- PROBLEM TO WORK ON
An exact transcript of the records is what this task asks for.

- EXERCISE MATERIALS
--------------------------------

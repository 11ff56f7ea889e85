use serde::{Deserialize, Serialize};
use serde_json::Value;

/// Servings fall back to this when the user leaves the prompt blank and
/// when a stored record is missing the field.
pub const DEFAULT_SERVINGS: &str = "1";

/// A single recipe record.
///
/// The name is not part of the record; it is the key the store files the
/// record under. Both lists keep their insertion order — for
/// `instructions` that order is the cooking order.
#[derive(Debug, Clone, PartialEq, Eq, Serialize, Deserialize)]
pub struct Recipe {
    /// Free-form user text, not guaranteed numeric ("2", "4-6", ...).
    pub servings: String,
    pub ingredients: Vec<String>,
    pub instructions: Vec<String>,
}

impl Recipe {
    pub fn new(
        servings: impl Into<String>,
        ingredients: Vec<String>,
        instructions: Vec<String>,
    ) -> Self {
        Self {
            servings: servings.into(),
            ingredients,
            instructions,
        }
    }

    /// Validate one stored record into the fixed shape.
    ///
    /// The file is user-editable, so records are not trusted to have the
    /// right shape. Missing fields are repaired (`servings` to
    /// [`DEFAULT_SERVINGS`], the lists to empty); a field of the wrong
    /// JSON type rejects the whole record.
    pub fn from_stored(value: Value) -> Option<Recipe> {
        #[derive(Deserialize)]
        struct Stored {
            servings: Option<String>,
            ingredients: Option<Vec<String>>,
            instructions: Option<Vec<String>>,
        }

        let stored: Stored = serde_json::from_value(value).ok()?;
        Some(Recipe {
            servings: stored
                .servings
                .unwrap_or_else(|| DEFAULT_SERVINGS.to_string()),
            ingredients: stored.ingredients.unwrap_or_default(),
            instructions: stored.instructions.unwrap_or_default(),
        })
    }
}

--------------------------------

- WRITTEN ANSWER
repository 11ff56f7ea889e85
use serde::{Deserialize, Serialize};
use serde_json::Value;

/// Servings fall back to this when the user leaves the prompt blank and
/// when a stored record is missing the field.
pub const DEFAULT_SERVINGS: &str = "1";

/// A single recipe record.
///
/// The name is not part of the record; it is the key the store files the
/// record under. Both lists keep their insertion order — for
/// `instructions` that order is the cooking order.
#[derive(Debug, Clone, PartialEq, Eq, Serialize, Deserialize)]
pub struct Recipe {
    /// Free-form user text, not guaranteed numeric ("2", "4-6", ...).
    pub servings: String,
    pub ingredients: Vec<String>,
    pub instructions: Vec<String>,
}

impl Recipe {
    pub fn new(
        servings: impl Into<String>,
        ingredients: Vec<String>,
        instructions: Vec<String>,
    ) -> Self {
        Self {
            servings: servings.into(),
            ingredients,
            instructions,
        }
    }

    /// Validate one stored record into the fixed shape.
    ///
    /// The file is user-editable, so records are not trusted to have the
    /// right shape. Missing fields are repaired (`servings` to
    /// [`DEFAULT_SERVINGS`], the lists to empty); a field of the wrong
    /// JSON type rejects the whole record.
    pub fn from_stored(value: Value) -> Option<Recipe> {
        #[derive(Deserialize)]
        struct Stored {
            servings: Option<String>,
            ingredients: Option<Vec<String>>,
            instructions: Option<Vec<String>>,
        }

        let stored: Stored = serde_json::from_value(value).ok()?;
        Some(Recipe {
            servings: stored
                .servings
                .unwrap_or_else(|| DEFAULT_SERVINGS.to_string()),
            ingredients: stored.ingredients.unwrap_or_default(),
            instructions: stored.instructions.unwrap_or_default(),
        })
    }
}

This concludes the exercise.